Apply this to simplify your input signal $x[n]$ as follows:

\begin{align} x[n] &= (\frac{1}{4})^{-n} \left(\delta[n+1] - \delta[n-4] \right) \\ & = (\frac{1}{4})^{-n} \delta[n+1] - (\frac{1}{4})^{-n} \delta[n-4] \\ & = (\frac{1}{4})^{-(-1)} \delta[n+1] - (\frac{1}{4})^{-(4)} \delta[n-4] \\ x[n] & = \frac{1}{4} \delta[n+1] - 256 ~ \delta[n-4] \\ \end{align}

So, your input sequence is $x[n] = \frac{1}{4} \delta[n+1] - 256 ~\delta[n-4] $

Convolving this with the impulse response of $$h[n] = \delta[n] - \delta[n-5]$$ is easy, this time by utilizing the shifting property of the impulse which is:

$$ f[n] \star \delta[n-d] = f[n-d] $$

Where $\star$ is th convolution.
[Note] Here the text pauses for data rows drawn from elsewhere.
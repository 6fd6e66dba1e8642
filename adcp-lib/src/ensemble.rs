//! The decoded result for one frame.
use derive_more::From;
use ndarray::Array2;
use tracing::debug;

use crate::framing::Format;
use crate::nmea::Nmea;
use crate::pd0::{
    FixedLeader, Pd0BottomTrack, TransformationMatrix, VariableLeader, VerticalBeamLeader,
    VerticalProfile, VerticalProfileKind,
};
use crate::rtb::{
    Ancillary, BottomTrack, EnsembleData, GageHeight, RangeTracking, RiverBottomTrack, SystemSetup,
};

/// Profile values indexed `[beam, bin]`.
pub type Matrix = Array2<f64>;

/// RTB bad velocity; anything at or above it is bad.
pub const RTB_BAD_VELOCITY: f64 = 88.888;
/// PD0 bad velocity and bad range.
pub const PD0_BAD_VELOCITY: f64 = -32768.0;
/// Largest PD0 single-byte count.
pub const PD0_MAX_COUNT: f64 = 255.0;

/// Units and beam order of decoded values.
#[derive(Clone, Copy, Debug, Default, PartialEq, Eq)]
#[cfg_attr(feature = "serde", derive(serde::Serialize))]
pub enum Convention {
    /// RTB units: m/s, dB, correlation fraction, ping counts.
    #[default]
    Native,
    /// PD0 units and beam order: mm/s, counts, percent good.
    Pd0Compatible,
}

#[derive(Clone, Copy, Debug, PartialEq, Eq)]
#[cfg_attr(feature = "serde", derive(serde::Serialize))]
pub enum Coordinate {
    Beam,
    Instrument,
    Ship,
    Earth,
}

/// Whether `val` is a bad velocity for `convention`.
#[must_use]
pub fn is_bad_velocity(val: f64, convention: Convention) -> bool {
    match convention {
        Convention::Native => {
            val.is_nan()
                || val >= RTB_BAD_VELOCITY
                || (val - RTB_BAD_VELOCITY).abs() <= 1e-6 * RTB_BAD_VELOCITY
        }
        Convention::Pd0Compatible => val == PD0_BAD_VELOCITY,
    }
}

#[must_use]
pub fn bad_velocity(convention: Convention) -> f64 {
    match convention {
        Convention::Native => RTB_BAD_VELOCITY,
        Convention::Pd0Compatible => PD0_BAD_VELOCITY,
    }
}

#[derive(Clone, Debug, PartialEq)]
#[cfg_attr(feature = "serde", derive(serde::Serialize))]
pub struct Velocity {
    pub coordinate: Coordinate,
    pub convention: Convention,
    pub values: Matrix,
}

impl Velocity {
    #[must_use]
    pub fn beams(&self) -> usize {
        self.values.nrows()
    }

    #[must_use]
    pub fn bins(&self) -> usize {
        self.values.ncols()
    }

    #[must_use]
    pub fn bad_value(&self) -> f64 {
        bad_velocity(self.convention)
    }

    #[must_use]
    pub fn is_bad(&self, val: f64) -> bool {
        is_bad_velocity(val, self.convention)
    }
}

/// Echo amplitude; dB natively, counts for PD0.
#[derive(Clone, Debug, PartialEq)]
#[cfg_attr(feature = "serde", derive(serde::Serialize))]
pub struct Amplitude {
    pub convention: Convention,
    pub values: Matrix,
}

/// Correlation; a 0 to 1 fraction natively, 0 to 255 counts for PD0.
#[derive(Clone, Debug, PartialEq)]
#[cfg_attr(feature = "serde", derive(serde::Serialize))]
pub struct Correlation {
    pub convention: Convention,
    pub values: Matrix,
}

/// Good pings; counts natively, percent of pings for PD0.
#[derive(Clone, Debug, PartialEq)]
#[cfg_attr(feature = "serde", derive(serde::Serialize))]
pub struct GoodPings {
    pub coordinate: Coordinate,
    pub convention: Convention,
    pub values: Matrix,
}

/// One decoded dataset.
#[derive(Clone, Debug, PartialEq, From)]
pub enum Record {
    Velocity(Velocity),
    Amplitude(Amplitude),
    Correlation(Correlation),
    GoodPings(GoodPings),
    EnsembleData(EnsembleData),
    Ancillary(Ancillary),
    SystemSetup(SystemSetup),
    BottomTrack(BottomTrack),
    RangeTracking(RangeTracking),
    Nmea(Nmea),
    GageHeight(GageHeight),
    RiverBottomTrack(RiverBottomTrack),
    FixedLeader(FixedLeader),
    VariableLeader(VariableLeader),
    Pd0BottomTrack(Pd0BottomTrack),
    TransformationMatrix(TransformationMatrix),
    VerticalBeamLeader(VerticalBeamLeader),
    VerticalProfile(VerticalProfile),
}

/// Every dataset decoded from one frame. Each slot is `None` unless the frame carried
/// that dataset and it decoded without error.
#[derive(Clone, Debug, PartialEq)]
#[cfg_attr(feature = "serde", derive(serde::Serialize))]
pub struct Ensemble {
    pub format: Format,
    pub convention: Convention,

    pub beam_velocity: Option<Velocity>,
    /// Instrument, or for PD0 ship, coordinates.
    pub instrument_velocity: Option<Velocity>,
    pub earth_velocity: Option<Velocity>,
    pub amplitude: Option<Amplitude>,
    pub correlation: Option<Correlation>,
    pub good_beam: Option<GoodPings>,
    pub good_earth: Option<GoodPings>,

    pub ensemble_data: Option<EnsembleData>,
    pub ancillary: Option<Ancillary>,
    pub system_setup: Option<SystemSetup>,
    pub bottom_track: Option<BottomTrack>,
    pub range_tracking: Option<RangeTracking>,
    pub nmea: Option<Nmea>,
    pub gage_height: Option<GageHeight>,
    pub river_bottom_track: Option<RiverBottomTrack>,

    pub fixed_leader: Option<FixedLeader>,
    pub variable_leader: Option<VariableLeader>,
    pub pd0_bottom_track: Option<Pd0BottomTrack>,
    pub transformation_matrix: Option<TransformationMatrix>,
    pub vertical_beam_leader: Option<VerticalBeamLeader>,
    pub vertical_velocity: Option<VerticalProfile>,
    pub vertical_correlation: Option<VerticalProfile>,
    pub vertical_amplitude: Option<VerticalProfile>,
    pub vertical_percent_good: Option<VerticalProfile>,
}

impl Ensemble {
    /// An ensemble with no datasets. PD0 data is always in PD0 convention.
    #[must_use]
    pub fn new(format: Format) -> Self {
        let convention = match format {
            Format::Rtb => Convention::Native,
            Format::Pd0 => Convention::Pd0Compatible,
        };
        Self {
            format,
            convention,
            beam_velocity: None,
            instrument_velocity: None,
            earth_velocity: None,
            amplitude: None,
            correlation: None,
            good_beam: None,
            good_earth: None,
            ensemble_data: None,
            ancillary: None,
            system_setup: None,
            bottom_track: None,
            range_tracking: None,
            nmea: None,
            gage_height: None,
            river_bottom_track: None,
            fixed_leader: None,
            variable_leader: None,
            pd0_bottom_track: None,
            transformation_matrix: None,
            vertical_beam_leader: None,
            vertical_velocity: None,
            vertical_correlation: None,
            vertical_amplitude: None,
            vertical_percent_good: None,
        }
    }

    /// Place a record in its slot. A later record of the same kind replaces an earlier one.
    pub fn insert(&mut self, record: impl Into<Record>) {
        fn put<T>(slot: &mut Option<T>, val: T, name: &str) {
            if slot.replace(val).is_some() {
                debug!("duplicate {name} dataset replaced");
            }
        }

        match record.into() {
            Record::Velocity(v) => match v.coordinate {
                Coordinate::Beam => put(&mut self.beam_velocity, v, "beam velocity"),
                Coordinate::Instrument | Coordinate::Ship => {
                    put(&mut self.instrument_velocity, v, "instrument velocity");
                }
                Coordinate::Earth => put(&mut self.earth_velocity, v, "earth velocity"),
            },
            Record::Amplitude(v) => put(&mut self.amplitude, v, "amplitude"),
            Record::Correlation(v) => put(&mut self.correlation, v, "correlation"),
            Record::GoodPings(v) => match v.coordinate {
                Coordinate::Earth => put(&mut self.good_earth, v, "good earth"),
                _ => put(&mut self.good_beam, v, "good beam"),
            },
            Record::EnsembleData(v) => put(&mut self.ensemble_data, v, "ensemble data"),
            Record::Ancillary(v) => put(&mut self.ancillary, v, "ancillary"),
            Record::SystemSetup(v) => put(&mut self.system_setup, v, "system setup"),
            Record::BottomTrack(v) => put(&mut self.bottom_track, v, "bottom track"),
            Record::RangeTracking(v) => put(&mut self.range_tracking, v, "range tracking"),
            Record::Nmea(v) => put(&mut self.nmea, v, "nmea"),
            Record::GageHeight(v) => put(&mut self.gage_height, v, "gage height"),
            Record::RiverBottomTrack(v) => {
                put(&mut self.river_bottom_track, v, "river bottom track");
            }
            Record::FixedLeader(v) => put(&mut self.fixed_leader, v, "fixed leader"),
            Record::VariableLeader(v) => put(&mut self.variable_leader, v, "variable leader"),
            Record::Pd0BottomTrack(v) => put(&mut self.pd0_bottom_track, v, "bottom track"),
            Record::TransformationMatrix(v) => {
                put(&mut self.transformation_matrix, v, "transformation matrix");
            }
            Record::VerticalBeamLeader(v) => {
                put(&mut self.vertical_beam_leader, v, "vertical beam leader");
            }
            Record::VerticalProfile(v) => match v.kind {
                VerticalProfileKind::Velocity => {
                    put(&mut self.vertical_velocity, v, "vertical velocity");
                }
                VerticalProfileKind::Correlation => {
                    put(&mut self.vertical_correlation, v, "vertical correlation");
                }
                VerticalProfileKind::Amplitude => {
                    put(&mut self.vertical_amplitude, v, "vertical amplitude");
                }
                VerticalProfileKind::PercentGood => {
                    put(&mut self.vertical_percent_good, v, "vertical percent good");
                }
            },
        }
    }

    /// Beam count of the water profile, from the first profile dataset present.
    #[must_use]
    pub fn num_beams(&self) -> Option<usize> {
        self.profile_shape().map(|(beams, _)| beams)
    }

    /// Bin count of the water profile, from the first profile dataset present.
    #[must_use]
    pub fn num_bins(&self) -> Option<usize> {
        self.profile_shape().map(|(_, bins)| bins)
    }

    fn profile_shape(&self) -> Option<(usize, usize)> {
        [
            self.beam_velocity.as_ref().map(|v| v.values.dim()),
            self.instrument_velocity.as_ref().map(|v| v.values.dim()),
            self.earth_velocity.as_ref().map(|v| v.values.dim()),
            self.amplitude.as_ref().map(|v| v.values.dim()),
            self.correlation.as_ref().map(|v| v.values.dim()),
            self.good_beam.as_ref().map(|v| v.values.dim()),
            self.good_earth.as_ref().map(|v| v.values.dim()),
        ]
        .into_iter()
        .flatten()
        .next()
    }
}

/// An ensemble plus the recoverable problems found while decoding it.
#[derive(Debug)]
pub struct DecodedEnsemble {
    pub ensemble: Ensemble,
    /// Frame offset of the ensemble in the stream, if it came from a stream.
    pub offset: Option<usize>,
    pub warnings: Vec<crate::Error>,
}
#![doc = include_str!("../README.md")]

mod error;

pub mod bytes;
pub mod convert;
pub mod ensemble;
pub mod fields;
pub mod framing;
pub mod integrity;
pub mod nmea;
pub mod pd0;
pub mod registry;
pub mod rtb;
pub mod stream;
pub mod views;

pub use convert::{convert, convert_records, UnitConverter};
pub use ensemble::{Convention, Coordinate, DecodedEnsemble, Ensemble, Record};
pub use error::{Error, Result};
pub use framing::{Format, Frame, FrameScanner};
pub use registry::EnsembleDecoder;
pub use stream::{decode_stream, Decoder, DecoderConfig, FatalPolicy, StreamDecoder};
pub use views::{Cfg, Sensor};

mod prelude {
    pub use crate::error::{Error, Result};
}
#[cfg(test)]
mod tests {
    use super::*;
    use crate::bytes::ByteCursor;
    use crate::registry::{Context, DatasetCode};

    fn decode(decoder: fn(&DatasetInput) -> Result<Record>, id: u16, dat: &[u8]) -> Result<Record> {
        let code = DatasetCode::Pd0(id);
        let context = Context::default();
        decoder(&DatasetInput {
            code: &code,
            cursor: ByteCursor::new(dat),
            shape: None,
            value_type: None,
            context: &context,
        })
    }

    #[test]
    fn test_system_configuration() {
        // 300kHz, convex, sensor config 1, head attached, down; 20 degree 4-beam janus
        let cfg = SystemConfiguration::from_bytes(0b0100_1010, 0b0100_0001);
        assert_eq!(cfg.frequency_khz, Some(300));
        assert!(cfg.convex);
        assert_eq!(cfg.sensor_config, 1);
        assert!(cfg.head_attached);
        assert!(!cfg.upward);
        assert_eq!(cfg.beam_angle, 20);
        assert_eq!(cfg.beam_config, 4);

        let cfg = SystemConfiguration::from_bytes(0b1000_0111, 0b0000_0111);
        assert_eq!(cfg.frequency_khz, None);
        assert!(cfg.upward);
        assert_eq!(cfg.beam_angle, 25);
    }

    #[test]
    fn test_coordinate_transform() {
        let xform = CoordinateTransform::from(0b0001_1111);
        assert_eq!(xform.coordinate, Coordinate::Earth);
        assert!(xform.tilts_used && xform.three_beam_used && xform.bin_mapping_used);
        assert_eq!(CoordinateTransform::from(0b0000_1000).coordinate, Coordinate::Instrument);
        assert_eq!(CoordinateTransform::from(0b0001_0000).coordinate, Coordinate::Ship);
        assert_eq!(CoordinateTransform::from(0).coordinate, Coordinate::Beam);
    }

    #[test]
    fn test_fixed_leader() {
        let mut dat = vec![0u8; 59];
        dat[2] = 51;
        dat[3] = 17;
        dat[4] = 0b0100_1010;
        dat[5] = 0b0100_0001;
        dat[8] = 4;
        dat[9] = 30;
        dat[10..12].copy_from_slice(&45u16.to_le_bytes());
        dat[12..14].copy_from_slice(&200u16.to_le_bytes());
        dat[14..16].copy_from_slice(&176u16.to_le_bytes());
        dat[18] = 5;
        dat[25] = 0b0001_1111;
        dat[42..50].copy_from_slice(&[0xde, 0xad, 0xbe, 0xef, 0, 1, 2, 3]);

        let Record::FixedLeader(fl) = decode(decode_fixed_leader, 0, &dat).unwrap() else {
            panic!("expected fixed leader");
        };
        assert_eq!((fl.cpu_firmware_version, fl.cpu_firmware_revision), (51, 17));
        assert_eq!(fl.num_beams, 4);
        assert_eq!(fl.num_cells, 30);
        assert_eq!(fl.pings_per_ensemble, 45);
        assert_eq!(fl.cell_length_cm, 200);
        assert_eq!(fl.blank_cm, 176);
        assert_eq!(fl.code_repeats, 5);
        assert_eq!(fl.coordinate, Coordinate::Earth);
        assert_eq!(fl.cpu_serial.as_deref(), Some("deadbeef00010203"));
        assert_eq!(fl.system_bandwidth, Some(0));
    }

    #[test]
    fn test_short_fixed_leader_from_older_firmware() {
        let dat = vec![0u8; 42];
        let Record::FixedLeader(fl) = decode(decode_fixed_leader, 0, &dat).unwrap() else {
            panic!("expected fixed leader");
        };
        assert!(fl.cpu_serial.is_none());
        assert!(fl.base_frequency_index.is_none());

        let zult = decode(decode_fixed_leader, 0, &dat[..30]);
        assert!(matches!(zult, Err(Error::OutOfBounds { .. })), "{zult:?}");
    }

    #[test]
    fn test_variable_leader() {
        let mut dat = vec![0u8; 65];
        dat[0] = 0x80;
        dat[2..4].copy_from_slice(&0x0203u16.to_le_bytes());
        dat[4..11].copy_from_slice(&[24, 3, 15, 12, 30, 45, 50]);
        dat[11] = 1;
        dat[14..16].copy_from_slice(&1500u16.to_le_bytes());
        dat[22..24].copy_from_slice(&(-12000i16).to_le_bytes());
        dat[26..28].copy_from_slice(&(-150i16).to_le_bytes());
        dat[48..52].copy_from_slice(&123_456u32.to_le_bytes());
        dat[57..65].copy_from_slice(&[20, 24, 3, 15, 12, 30, 45, 50]);

        let Record::VariableLeader(vl) = decode(decode_variable_leader, 0x80, &dat).unwrap() else {
            panic!("expected variable leader");
        };
        assert_eq!(vl.ensemble_number, 0x0001_0203);
        assert_eq!(vl.rtc.year, 24);
        assert_eq!(vl.rtc.hundredths, 50);
        assert_eq!(vl.speed_of_sound, 1500);
        assert_eq!(vl.roll, -12000);
        assert_eq!(vl.temperature, -150);
        assert_eq!(vl.pressure, Some(123_456));
        assert_eq!(vl.y2k_rtc.map(|r| r.year), Some(2024));
    }

    #[test]
    fn test_vertical_beam_leader() {
        let mut dat = vec![0u8; 32];
        dat[0..2].copy_from_slice(&0x0f01u16.to_le_bytes());
        dat[2..4].copy_from_slice(&12u16.to_le_bytes());
        dat[30..32].copy_from_slice(&7u16.to_le_bytes());
        let Record::VerticalBeamLeader(vb) =
            decode(decode_vertical_beam_leader, 0x0f01, &dat).unwrap()
        else {
            panic!("expected vertical beam leader");
        };
        assert_eq!(vb.num_cells, 12);
        assert_eq!(vb.ping_offset_time, Some(7));
    }
}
Then apply distribution of convolution over addition to get your result as:

\begin{align} y[n] &= x[n] \star h[n] \\ & = x[n] \star (\delta[n] - \delta[n-5] ) \\ &= x[n] - x[n-5] \\ &= (\frac{1}{4} \delta[n+1] - 256 ~\delta[n-4]) - (\frac{1}{4} \delta[n-4] - 256~ \delta[n-9]) \\ &= \frac{1}{4} \delta[n+1] - 256~ \delta[n-4] - \frac{1}{4} \delta[n-4] + 256~ \delta[n-9] \\ y[n] &= \frac{1}{4} \delta[n+1] - (256~ \delta[n-4] + \frac{1}{4}) \delta[n-4] + 256~ \delta[n-9] \\ \end{align}

I hope this helps.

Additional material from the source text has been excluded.